● Exercise
Could you print every line from the first one of the records below through the line containing "use std::convert::Infallible;", with both included and nothing else?

▬▬▬

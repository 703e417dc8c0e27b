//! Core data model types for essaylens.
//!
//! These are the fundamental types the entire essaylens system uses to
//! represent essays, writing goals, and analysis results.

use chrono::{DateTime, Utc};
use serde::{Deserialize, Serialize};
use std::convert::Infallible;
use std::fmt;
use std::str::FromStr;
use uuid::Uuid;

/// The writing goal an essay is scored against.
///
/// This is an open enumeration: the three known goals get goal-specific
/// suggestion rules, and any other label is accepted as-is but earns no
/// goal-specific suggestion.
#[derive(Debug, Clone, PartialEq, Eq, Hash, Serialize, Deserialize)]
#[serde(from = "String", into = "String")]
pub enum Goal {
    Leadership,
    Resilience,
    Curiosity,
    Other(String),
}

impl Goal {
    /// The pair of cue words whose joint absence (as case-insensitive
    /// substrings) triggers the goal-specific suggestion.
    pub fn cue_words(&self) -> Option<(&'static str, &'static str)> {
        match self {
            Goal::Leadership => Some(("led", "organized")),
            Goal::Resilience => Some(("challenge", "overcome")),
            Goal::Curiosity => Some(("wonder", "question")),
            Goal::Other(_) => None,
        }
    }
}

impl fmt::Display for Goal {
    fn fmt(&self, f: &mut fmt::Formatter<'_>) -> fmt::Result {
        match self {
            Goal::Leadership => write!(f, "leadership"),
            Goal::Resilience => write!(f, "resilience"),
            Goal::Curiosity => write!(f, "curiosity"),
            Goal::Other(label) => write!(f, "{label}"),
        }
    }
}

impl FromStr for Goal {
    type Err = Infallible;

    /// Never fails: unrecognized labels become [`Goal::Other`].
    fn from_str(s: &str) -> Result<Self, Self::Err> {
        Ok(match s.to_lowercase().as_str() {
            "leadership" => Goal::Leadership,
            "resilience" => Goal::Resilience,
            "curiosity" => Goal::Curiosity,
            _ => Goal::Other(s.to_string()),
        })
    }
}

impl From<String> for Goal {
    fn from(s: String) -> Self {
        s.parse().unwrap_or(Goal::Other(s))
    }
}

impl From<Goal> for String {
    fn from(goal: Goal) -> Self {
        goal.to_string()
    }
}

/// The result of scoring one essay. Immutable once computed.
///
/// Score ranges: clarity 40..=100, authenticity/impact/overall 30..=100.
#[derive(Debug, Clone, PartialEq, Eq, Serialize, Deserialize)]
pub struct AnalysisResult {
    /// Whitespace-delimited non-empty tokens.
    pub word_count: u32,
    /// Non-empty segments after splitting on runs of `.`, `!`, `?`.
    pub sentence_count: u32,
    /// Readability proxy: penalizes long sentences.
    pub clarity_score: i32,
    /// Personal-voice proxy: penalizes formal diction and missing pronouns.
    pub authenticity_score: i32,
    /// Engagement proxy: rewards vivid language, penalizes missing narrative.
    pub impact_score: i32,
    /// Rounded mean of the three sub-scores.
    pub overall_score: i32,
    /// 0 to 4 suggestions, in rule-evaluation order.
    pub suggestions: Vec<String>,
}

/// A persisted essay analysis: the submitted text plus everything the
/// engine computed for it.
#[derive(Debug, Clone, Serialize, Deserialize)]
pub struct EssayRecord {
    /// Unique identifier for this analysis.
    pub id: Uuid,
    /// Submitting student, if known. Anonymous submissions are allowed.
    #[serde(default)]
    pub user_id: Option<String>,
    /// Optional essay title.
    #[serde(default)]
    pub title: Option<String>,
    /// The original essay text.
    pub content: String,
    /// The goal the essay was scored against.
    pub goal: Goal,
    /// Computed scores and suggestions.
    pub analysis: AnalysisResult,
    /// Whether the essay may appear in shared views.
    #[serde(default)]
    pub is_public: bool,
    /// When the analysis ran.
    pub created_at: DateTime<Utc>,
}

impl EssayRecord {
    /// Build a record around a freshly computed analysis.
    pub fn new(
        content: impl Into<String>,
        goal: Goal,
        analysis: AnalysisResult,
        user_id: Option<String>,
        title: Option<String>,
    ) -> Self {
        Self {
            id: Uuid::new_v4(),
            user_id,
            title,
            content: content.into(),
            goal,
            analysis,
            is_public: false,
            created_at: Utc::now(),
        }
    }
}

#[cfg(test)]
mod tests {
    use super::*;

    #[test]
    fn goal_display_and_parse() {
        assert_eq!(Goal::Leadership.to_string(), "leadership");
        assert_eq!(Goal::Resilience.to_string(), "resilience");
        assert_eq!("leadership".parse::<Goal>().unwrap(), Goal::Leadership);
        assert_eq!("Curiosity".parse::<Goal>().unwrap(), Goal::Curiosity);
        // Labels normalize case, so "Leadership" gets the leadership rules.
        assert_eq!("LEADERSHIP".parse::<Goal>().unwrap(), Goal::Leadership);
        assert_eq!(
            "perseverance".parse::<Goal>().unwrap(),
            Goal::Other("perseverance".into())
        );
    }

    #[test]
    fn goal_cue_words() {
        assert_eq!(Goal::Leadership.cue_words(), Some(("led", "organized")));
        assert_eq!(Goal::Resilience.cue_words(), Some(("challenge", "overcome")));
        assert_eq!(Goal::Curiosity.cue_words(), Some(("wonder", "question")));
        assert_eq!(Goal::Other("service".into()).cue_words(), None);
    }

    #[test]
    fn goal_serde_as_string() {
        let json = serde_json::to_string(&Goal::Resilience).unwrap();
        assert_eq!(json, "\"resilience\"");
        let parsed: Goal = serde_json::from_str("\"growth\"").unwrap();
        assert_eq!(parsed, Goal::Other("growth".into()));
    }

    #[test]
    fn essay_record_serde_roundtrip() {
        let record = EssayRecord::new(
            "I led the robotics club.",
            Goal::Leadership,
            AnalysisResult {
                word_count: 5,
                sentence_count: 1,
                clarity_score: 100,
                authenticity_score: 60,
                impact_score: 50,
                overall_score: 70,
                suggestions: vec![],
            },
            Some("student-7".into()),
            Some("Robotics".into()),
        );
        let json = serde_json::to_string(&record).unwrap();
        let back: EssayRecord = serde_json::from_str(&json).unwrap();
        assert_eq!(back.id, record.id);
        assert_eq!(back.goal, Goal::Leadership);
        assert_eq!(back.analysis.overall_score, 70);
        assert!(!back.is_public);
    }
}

▬▬▬

● Answer to the problem
repository 703e417dc8c0e27b
//! Core data model types for essaylens.
//!
//! These are the fundamental types the entire essaylens system uses to
//! represent essays, writing goals, and analysis results.

use chrono::{DateTime, Utc};
use serde::{Deserialize, Serialize};
use std::convert::Infallible;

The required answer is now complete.